Cluster Administration

Preferred Leader Election

# After a broker restart, it may not be the leader of its partitions anymore
# (leadership moved to another ISR member during the outage)
# Trigger preferred leader election to rebalance leadership

# Elect preferred leaders for ALL topics
kafka-leader-election.sh --bootstrap-server broker1:9092 \
  --election-type PREFERRED --all-topic-partitions

# Elect for a specific topic
kafka-leader-election.sh --bootstrap-server broker1:9092 \
  --election-type PREFERRED \
  --topic orders --partition 0

# UNCLEAN election (data loss risk!) — only as last resort when all ISR are dead
kafka-leader-election.sh --bootstrap-server broker1:9092 \
  --election-type UNCLEAN \
  --topic orders --partition 0

# Verify leadership distribution
kafka-topics.sh --bootstrap-server broker1:9092 --describe --topic orders
# Leader column should be evenly spread across brokers

Adding and Removing Brokers

# Adding a broker:
# 1. Launch new EC2 instance with EBS volume + Docker setup
# 2. Configure with a new unique broker.id and join the controller quorum
# 3. Start the broker — it joins the cluster but has NO partitions yet
# 4. Reassign partitions to include the new broker

# Generate reassignment plan
cat <<EOF > topics.json
{"topics": [{"topic": "orders"}, {"topic": "events"}], "version": 1}
EOF

kafka-reassign-partitions.sh --bootstrap-server broker1:9092 \
  --topics-to-move-json-file topics.json \
  --broker-list "1,2,3,4" \
  --generate
# Save the "Proposed partition reassignment" output to reassignment.json

# Execute the reassignment (runs in background, copies data)
kafka-reassign-partitions.sh --bootstrap-server broker1:9092 \
  --reassignment-json-file reassignment.json \
  --execute \
  --throttle 50000000    # 50 MB/s throttle to avoid impacting production

# Monitor progress
kafka-reassign-partitions.sh --bootstrap-server broker1:9092 \
  --reassignment-json-file reassignment.json \
  --verify

# Remove throttle after completion
kafka-configs.sh --bootstrap-server broker1:9092 \
  --entity-type brokers --entity-name 1 \
  --alter --delete-config leader.replication.throttled.rate
kafka-configs.sh --bootstrap-server broker1:9092 \
  --entity-type brokers --entity-name 4 \
  --alter --delete-config follower.replication.throttled.rate

# Removing a broker:
# 1. Reassign all partitions OFF the broker (use --broker-list without the broker)
# 2. Wait for reassignment to complete (--verify)
# 3. Stop the broker
# 4. Terminate the EC2 instance

Scaling: When Brokers Run Out of Disk

Disk Full = Broker Down
A Kafka broker that runs out of disk space will stop accepting writes and may crash.
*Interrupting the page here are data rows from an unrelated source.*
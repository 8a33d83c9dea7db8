#![cfg_attr(feature = "docs", feature(doc_cfg))]
#![deny(
    single_use_lifetimes,
    missing_debug_implementations,
    large_assignments,
    exported_private_dependencies,
    absolute_paths_not_starting_with_crate,
    anonymous_parameters,
    explicit_outlives_requirements,
    keyword_idents,
    macro_use_extern_crate,
    meta_variable_misuse,
    missing_docs,
    non_ascii_idents,
    indirect_structural_match,
    trivial_casts,
    trivial_numeric_casts,
    unreachable_pub,
    unsafe_code,
    unused_extern_crates,
    unused_import_braces,
    unused_lifetimes,
    unused_qualifications
)]

//! # rivet-reqwest
//!
//! ## Rivet Reqwest 传输层实现
//!
//! 基于 Reqwest 库的阻塞客户端提供 [`rivet_http::HttpCaller`] 与 [`rivet_http::Connector`] 接口实现。
//!
//! 需要注意的是，Reqwest 阻塞客户端不能在异步运行时的上下文中创建或销毁。

mod sync_client;

pub use rivet_http as http;
pub use reqwest;
pub use sync_client::{Connector, SyncClient};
This can cascade — producers retry to other brokers, overloading them. Always alert at 75% and take action before 90%.
# Immediate actions when disk is filling up:

# 1. Reduce retention on high-volume topics (buys time)
kafka-configs.sh --bootstrap-server broker1:9092 \
  --entity-type topics --entity-name high-volume-events \
  --alter --add-config retention.ms=86400000    # 1 day instead of 7

# 2. Delete old consumer offsets for abandoned groups
kafka-consumer-groups.sh --bootstrap-server broker1:9092 \
  --delete --group abandoned-consumer-group

# 3. Expand the EBS volume (online, no downtime)
aws ec2 modify-volume --volume-id vol-abc123 --size 1000    # grow to 1 TB
# Then resize the filesystem on the instance:
sudo xfs_growfs /data/kafka       # XFS supports online resize

# 4. Long-term: add brokers and rebalance partitions
# (see "Adding and Removing Brokers" above)

# 5. Long-term: enable tiered storage (Kafka 3.6+)
# Offload cold log segments to S3 while keeping hot data on local disk
# server.properties:
#   remote.log.storage.system.enable=true
#   remote.log.storage.manager.class.name=...  # S3 plugin

Rolling Restarts (Zero Downtime)

# Safe rolling restart procedure for config changes or upgrades:
# 1. Ensure min.insync.replicas < replication.factor (e.g., 2 of 3)
#    so the cluster can tolerate one broker being down

for BROKER_HOST in broker1 broker2 broker3; do
  echo "=== Restarting $BROKER_HOST ==="

  # Stop the broker
  ssh $BROKER_HOST "docker compose stop kafka"

  # Wait for ISR recovery — all partitions must be fully replicated
  # before stopping the next broker
  echo "Waiting for under-replicated partitions to reach 0..."
  while true; do
    URP=$(kafka-topics.sh --bootstrap-server broker1:9092 --describe \
      --under-replicated-partitions 2>/dev/null | wc -l)
    if [ "$URP" -eq 0 ]; then break; fi
    echo "  Still $URP under-replicated partitions, waiting..."
    sleep 10
  done

  # Start the broker
  ssh $BROKER_HOST "docker compose up -d kafka"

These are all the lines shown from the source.